И по сей день я, как тогда, слышу и вижу Бланш: лет одиннадцати, худую, в мешковатом платье, толстых серых чулках и громоздких сандалиях. Взгляд зеленых глаз пронзает меня насквозь. Именно так запечатлится она в моей памяти навсегда и in saecula caeculorum[21]: на фоне кирпичной стены и спадающего каскадом плюща, под сенью которого – водозабор и ключ. Бланш стоит там, с коробочкой в левой руке и с булавкой в правой - в этом саду, где сумрачным было все, даже сладковато-медовый запах мочи от цветущих кустов бузины.

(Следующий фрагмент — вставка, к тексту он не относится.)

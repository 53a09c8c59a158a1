// SPDX-License-Identifier: AGPL-3.0-or-later
//
// Copyright (C) 2026 Relational Network

//! # Authorization Module
//!
//! Bearer-token authorization for the coffee shop API.
//!
//! ## Auth Flow
//!
//! 1. The frontend logs the user in with the identity provider (Auth0)
//! 2. The frontend sends `Authorization: Bearer <access token>`
//! 3. The server:
//!    - extracts the bearer token ([`header`])
//!    - fetches the provider's JWKS and verifies signature, expiry, issuer
//!      and audience ([`verifier`], [`jwks`])
//!    - checks the `permissions` claim for the route's permission
//!      ([`permissions`])
//!
//! [`AuthGate`] runs these steps in order and stops at the first failure.
//! Every failure is an [`AuthError`] rendered as
//! `{"code": ..., "description": ...}`.
//!
//! ## Key Set
//!
//! - The JWKS is fetched on every verification unless a cache TTL is
//!   configured
//! - Fetches time out and are not retried

pub mod claims;
pub mod error;
pub mod extractor;
pub mod gate;
pub mod header;
pub mod jwks;
pub mod middleware;
pub mod permissions;
pub mod verifier;

pub use claims::Claims;
pub use error::{AuthError, AuthErrorBody};
pub use extractor::{Authorized, DeleteDrinks, GetDrinksDetail, PatchDrinks, Permission, PostDrinks};
pub use gate::AuthGate;
pub use jwks::JwksManager;
pub use middleware::{require_permission, PermissionGuard};
pub use verifier::TokenVerifier;
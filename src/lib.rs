// SPDX-License-Identifier: AGPL-3.0-or-later
//
// Copyright (C) 2026 Relational Network

//! Coffee Shop Server - authorization gate for the drink menu API
//!
//! Verifies identity-provider access tokens against the published JWKS and
//! checks the `permissions` claim before a protected operation runs.
//!
//! ## Modules
//!
//! - `api` - Operational HTTP endpoints and router assembly (Axum)
//! - `auth` - Token extraction, verification and permission checks
//! - `config` - Environment-driven configuration
//! - `state` - Shared application state

pub mod api;
pub mod auth;
pub mod config;
pub mod state;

Грандиозность кощунства и особенно вид плюющей Бланш болезненно отдались в моем желудке. Я всегда был очень брезглив - мне, к примеру, трудно здороваться с людьми за руку и касаться чего бы то ни было после других, - и грязь привлекает меня только в речах.
Бланш еще раз плюнула и вонзила острие в облатку. У меня в глазах все плясало. Плющ и бузинные кусты кружились в одуряющем хороводе. Я оперся рукой о стену и согнулся над крапивой - съеденное вываливалось из меня тяжелыми сгустками, шлепая по листьям. Ослепнув от слез и рвотных спазмов, я в то же время ощущал, как Бланш порхает у меня за спиной, словно большая пяденица. Выпрямившись, я попытался сделать несколько шагов. Я был в полном сознании, хотя колени мои подгибались и отказывались меня держать. Я рухнул на бедро, успев выставить вперед ладони, в которые врезался гравий. Бланш кричала: Дени упал! Дени упал!.. Она пыталась меня поднять, но руки ее наводили на меня странное оцепенение, я ощущал, как сквозь рубашку мне прямо в плоть вонзается булавка, которой она перед тем терзала облатку и которую все еще держала в руке, а железная коробочка в ее кармане жестко давила мне на ребра. Это было невыносимо, и на сей раз я потерял сознание по-настоящему.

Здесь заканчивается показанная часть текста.